### Directions
Your task is to transcribe the entries below exactly, from their first line down to the line containing "let event_id = sentry::capture_error(&e);", and to stop there.

Stored data:
----
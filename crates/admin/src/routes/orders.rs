//! Order management: listing, fulfillment toggles and deletion.

use axum::{
    Json,
    extract::{Path, Query, State},
};
use tracing::instrument;

use bazaar_core::{OrderId, Paginated};

use crate::db::OrderRepository;
use crate::db::orders::{MarkedPaid, OrderDetail, OrderSummary};
use crate::error::{AppError, Result, not_found};
use crate::middleware::RequireAdmin;
use crate::routes::{Action, ListQuery};
use crate::state::AppState;

#[instrument(skip(state, _admin))]
pub async fn list(
    State(state): State<AppState>,
    _admin: RequireAdmin,
    Query(query): Query<ListQuery>,
) -> Result<Json<Paginated<OrderSummary>>> {
    let orders = OrderRepository::new(state.pool())
        .list(query.term(), query.page())
        .await?;
    Ok(Json(orders))
}

#[instrument(skip(state, _admin))]
pub async fn show(
    State(state): State<AppState>,
    _admin: RequireAdmin,
    Path(id): Path<OrderId>,
) -> Result<Json<OrderDetail>> {
    OrderRepository::new(state.pool())
        .get(id)
        .await?
        .map(Json)
        .ok_or_else(|| AppError::NotFound("Order".to_owned()))
}

/// Mark an order paid and e-mail the receipt on the first transition.
///
/// Mail failures are logged; the order stays paid.
#[instrument(skip(state, admin), fields(admin_id = %admin.id))]
pub async fn mark_paid(
    State(state): State<AppState>,
    RequireAdmin(admin): RequireAdmin,
    Path(id): Path<OrderId>,
) -> Result<Json<Action<OrderDetail>>> {
    let MarkedPaid { order, newly_paid } =
        OrderRepository::new(state.pool()).mark_paid(id).await?;

    if newly_paid {
        tracing::info!(order_id = %id, "Order marked paid");
        send_receipt(&state, &order).await;
    } else {
        tracing::info!(order_id = %id, "Order was already paid; receipt not resent");
    }

    Ok(Json(Action::ok("Order has been marked paid").with_data(order)))
}

async fn send_receipt(state: &AppState, order: &OrderDetail) {
    let Some(email) = state.email() else {
        tracing::warn!(order_id = %order.order.id, "SMTP not configured; purchase receipt skipped");
        return;
    };

    if let Err(e) = email.send_purchase_receipt(order).await {
        let event_id = sentry::capture_error(&e);
        tracing::error!(
            order_id = %order.order.id,
            error = %e,
            sentry_event_id = %event_id,
            "Failed to send purchase receipt"
        );
    }
}

#[instrument(skip(state, admin), fields(admin_id = %admin.id))]
pub async fn mark_delivered(
    State(state): State<AppState>,
    RequireAdmin(admin): RequireAdmin,
    Path(id): Path<OrderId>,
) -> Result<Json<Action<OrderDetail>>> {
    let order = OrderRepository::new(state.pool())
        .mark_delivered(id)
        .await?;

    tracing::info!(order_id = %id, "Order marked delivered");
    Ok(Json(
        Action::ok("Order has been marked delivered").with_data(order),
    ))
}

#[instrument(skip(state, admin), fields(admin_id = %admin.id))]
pub async fn delete(
    State(state): State<AppState>,
    RequireAdmin(admin): RequireAdmin,
    Path(id): Path<OrderId>,
) -> Result<Json<Action>> {
    OrderRepository::new(state.pool())
        .delete(id)
        .await
        .map_err(not_found("Order"))?;

    tracing::info!(order_id = %id, "Order deleted");
    Ok(Json(Action::ok("Order deleted successfully")))
}
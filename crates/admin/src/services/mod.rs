//! Business logic services for admin.
//!
//! # Services
//!
//! - `auth` - Password sign-in restricted to the admin role
//! - `catalog` - Product and category form validation
//! - `content` - Announcement validation and page sanitizing
//! - `email` - Purchase receipts via SMTP

pub mod auth;
pub mod catalog;
pub mod content;
pub mod email;

pub use auth::{AdminAuthError, AdminAuthService};
pub use email::{EmailService, MailError};
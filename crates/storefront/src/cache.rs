//! In-process cache for rarely changing storefront content.
//!
//! Navigation categories, active announcements and CMS pages are cached for
//! 5 minutes using `moka`. Admin edits become visible once entries expire.

use std::time::Duration;

use moka::future::Cache;
use sqlx::PgPool;
use tracing::debug;

use bazaar_core::{Announcement, CategoryTree, CmsPage};

use crate::db::{CatalogRepository, ContentRepository, RepositoryError};

/// Cache key.
#[derive(Debug, Clone, Hash, PartialEq, Eq)]
pub enum CacheKey {
    CategoryTree,
    Announcements,
    Page(String),
}

/// Cached value types.
#[derive(Debug, Clone)]
pub enum CacheValue {
    CategoryTree(Vec<CategoryTree>),
    Announcements(Vec<Announcement>),
    /// `None` caches a missing page as well.
    Page(Option<Box<CmsPage>>),
}

/// Read-through cache over the catalog and content repositories.
#[derive(Clone)]
pub struct ContentCache {
    cache: Cache<CacheKey, CacheValue>,
}

impl Default for ContentCache {
    fn default() -> Self {
        Self::new()
    }
}

impl ContentCache {
    #[must_use]
    pub fn new() -> Self {
        let cache = Cache::builder()
            .max_capacity(1000)
            .time_to_live(Duration::from_secs(300)) // 5 minutes
            .build();
        Self { cache }
    }

    /// Categories with their sub-categories, for navigation.
    ///
    /// # Errors
    ///
    /// Returns `RepositoryError` if loading on a miss fails.
    pub async fn category_tree(&self, pool: &PgPool) -> Result<Vec<CategoryTree>, RepositoryError> {
        if let Some(CacheValue::CategoryTree(tree)) = self.cache.get(&CacheKey::CategoryTree).await {
            debug!("Cache hit for category tree");
            return Ok(tree);
        }

        let tree = CatalogRepository::new(pool).category_tree().await?;
        self.cache
            .insert(CacheKey::CategoryTree, CacheValue::CategoryTree(tree.clone()))
            .await;
        Ok(tree)
    }

    /// Active announcements, newest first.
    ///
    /// # Errors
    ///
    /// Returns `RepositoryError` if loading on a miss fails.
    pub async fn announcements(&self, pool: &PgPool) -> Result<Vec<Announcement>, RepositoryError> {
        if let Some(CacheValue::Announcements(list)) =
            self.cache.get(&CacheKey::Announcements).await
        {
            debug!("Cache hit for announcements");
            return Ok(list);
        }

        let list = ContentRepository::new(pool).active_announcements().await?;
        self.cache
            .insert(CacheKey::Announcements, CacheValue::Announcements(list.clone()))
            .await;
        Ok(list)
    }

    /// A CMS page by slug.
    ///
    /// # Errors
    ///
    /// Returns `RepositoryError` if loading on a miss fails.
    pub async fn page(&self, pool: &PgPool, slug: &str) -> Result<Option<CmsPage>, RepositoryError> {
        let key = CacheKey::Page(slug.to_owned());
        if let Some(CacheValue::Page(page)) = self.cache.get(&key).await {
            debug!(slug, "Cache hit for page");
            return Ok(page.map(|p| *p));
        }

        let page = ContentRepository::new(pool).page_by_slug(slug).await?;
        self.cache
            .insert(key, CacheValue::Page(page.clone().map(Box::new)))
            .await;
        Ok(page)
    }

    /// Invalidate all cached data.
    pub async fn invalidate_all(&self) {
        self.cache.invalidate_all();
        self.cache.run_pending_tasks().await;
    }
}
//! Subcommand implementations.

pub mod admin;
pub mod migrate;
pub mod seed;

use secrecy::SecretString;
use thiserror::Error;

/// The environment variable is missing.
#[derive(Debug, Error)]
#[error("Missing environment variable: {0}")]
pub struct MissingEnvVar(pub &'static str);

/// Resolve the database URL: `DATABASE_URL`, then the per-app variables.
pub fn database_url() -> Result<SecretString, MissingEnvVar> {
    ["DATABASE_URL", "STOREFRONT_DATABASE_URL", "ADMIN_DATABASE_URL"]
        .into_iter()
        .find_map(|key| std::env::var(key).ok())
        .map(SecretString::from)
        .ok_or(MissingEnvVar("DATABASE_URL"))
}
//! Announcement and CMS page handlers. Both are served from the content cache.

use axum::{
    Json,
    extract::{Path, State},
};
use tracing::instrument;

use bazaar_core::{Announcement, CmsPage};

use crate::error::{AppError, Result};
use crate::state::AppState;

/// Active announcements, newest first.
#[instrument(skip(state))]
pub async fn announcements(State(state): State<AppState>) -> Result<Json<Vec<Announcement>>> {
    Ok(Json(state.cache().announcements(state.pool()).await?))
}

/// A CMS page by slug.
#[instrument(skip(state))]
pub async fn page(State(state): State<AppState>, Path(slug): Path<String>) -> Result<Json<CmsPage>> {
    state
        .cache()
        .page(state.pool(), &slug)
        .await?
        .map(Json)
        .ok_or_else(|| AppError::NotFound("Page".to_owned()))
}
----
### Exercise output
filename crates/admin/src/routes/orders.rs
//! Order management: listing, fulfillment toggles and deletion.

use axum::{
    Json,
    extract::{Path, Query, State},
};
use tracing::instrument;

use bazaar_core::{OrderId, Paginated};

use crate::db::OrderRepository;
use crate::db::orders::{MarkedPaid, OrderDetail, OrderSummary};
use crate::error::{AppError, Result, not_found};
use crate::middleware::RequireAdmin;
use crate::routes::{Action, ListQuery};
use crate::state::AppState;

#[instrument(skip(state, _admin))]
pub async fn list(
    State(state): State<AppState>,
    _admin: RequireAdmin,
    Query(query): Query<ListQuery>,
) -> Result<Json<Paginated<OrderSummary>>> {
    let orders = OrderRepository::new(state.pool())
        .list(query.term(), query.page())
        .await?;
    Ok(Json(orders))
}

#[instrument(skip(state, _admin))]
pub async fn show(
    State(state): State<AppState>,
    _admin: RequireAdmin,
    Path(id): Path<OrderId>,
) -> Result<Json<OrderDetail>> {
    OrderRepository::new(state.pool())
        .get(id)
        .await?
        .map(Json)
        .ok_or_else(|| AppError::NotFound("Order".to_owned()))
}

/// Mark an order paid and e-mail the receipt on the first transition.
///
/// Mail failures are logged; the order stays paid.
#[instrument(skip(state, admin), fields(admin_id = %admin.id))]
pub async fn mark_paid(
    State(state): State<AppState>,
    RequireAdmin(admin): RequireAdmin,
    Path(id): Path<OrderId>,
) -> Result<Json<Action<OrderDetail>>> {
    let MarkedPaid { order, newly_paid } =
        OrderRepository::new(state.pool()).mark_paid(id).await?;

    if newly_paid {
        tracing::info!(order_id = %id, "Order marked paid");
        send_receipt(&state, &order).await;
    } else {
        tracing::info!(order_id = %id, "Order was already paid; receipt not resent");
    }

    Ok(Json(Action::ok("Order has been marked paid").with_data(order)))
}

async fn send_receipt(state: &AppState, order: &OrderDetail) {
    let Some(email) = state.email() else {
        tracing::warn!(order_id = %order.order.id, "SMTP not configured; purchase receipt skipped");
        return;
    };

    if let Err(e) = email.send_purchase_receipt(order).await {
        let event_id = sentry::capture_error(&e);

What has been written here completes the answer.